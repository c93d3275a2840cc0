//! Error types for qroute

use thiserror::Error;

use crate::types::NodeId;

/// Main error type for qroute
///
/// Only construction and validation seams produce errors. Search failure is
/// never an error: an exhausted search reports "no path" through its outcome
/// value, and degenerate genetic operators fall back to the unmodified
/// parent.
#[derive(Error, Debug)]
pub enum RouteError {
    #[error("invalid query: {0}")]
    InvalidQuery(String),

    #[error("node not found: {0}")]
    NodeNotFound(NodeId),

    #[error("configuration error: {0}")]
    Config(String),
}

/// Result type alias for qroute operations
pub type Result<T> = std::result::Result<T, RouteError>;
* * * * * * *
> YOUR OBJECTIVE
What you return must match the records exactly, down to the last line.

> RESPONSE TO THE TASK
repository c93d3275a2840cc0
//! Error types for qroute

use thiserror::Error;

use crate::types::NodeId;

/// Main error type for qroute
///
/// Only construction and validation seams produce errors. Search failure is
/// never an error: an exhausted search reports "no path" through its outcome
/// value, and degenerate genetic operators fall back to the unmodified
/// parent.
#[derive(Error, Debug)]
pub enum RouteError {
    #[error("invalid query: {0}")]
    InvalidQuery(String),

    #[error("node not found: {0}")]
    NodeNotFound(NodeId),

    #[error("configuration error: {0}")]
    Config(String),
}

/// Result type alias for qroute operations
pub type Result<T> = std::result::Result<T, RouteError>;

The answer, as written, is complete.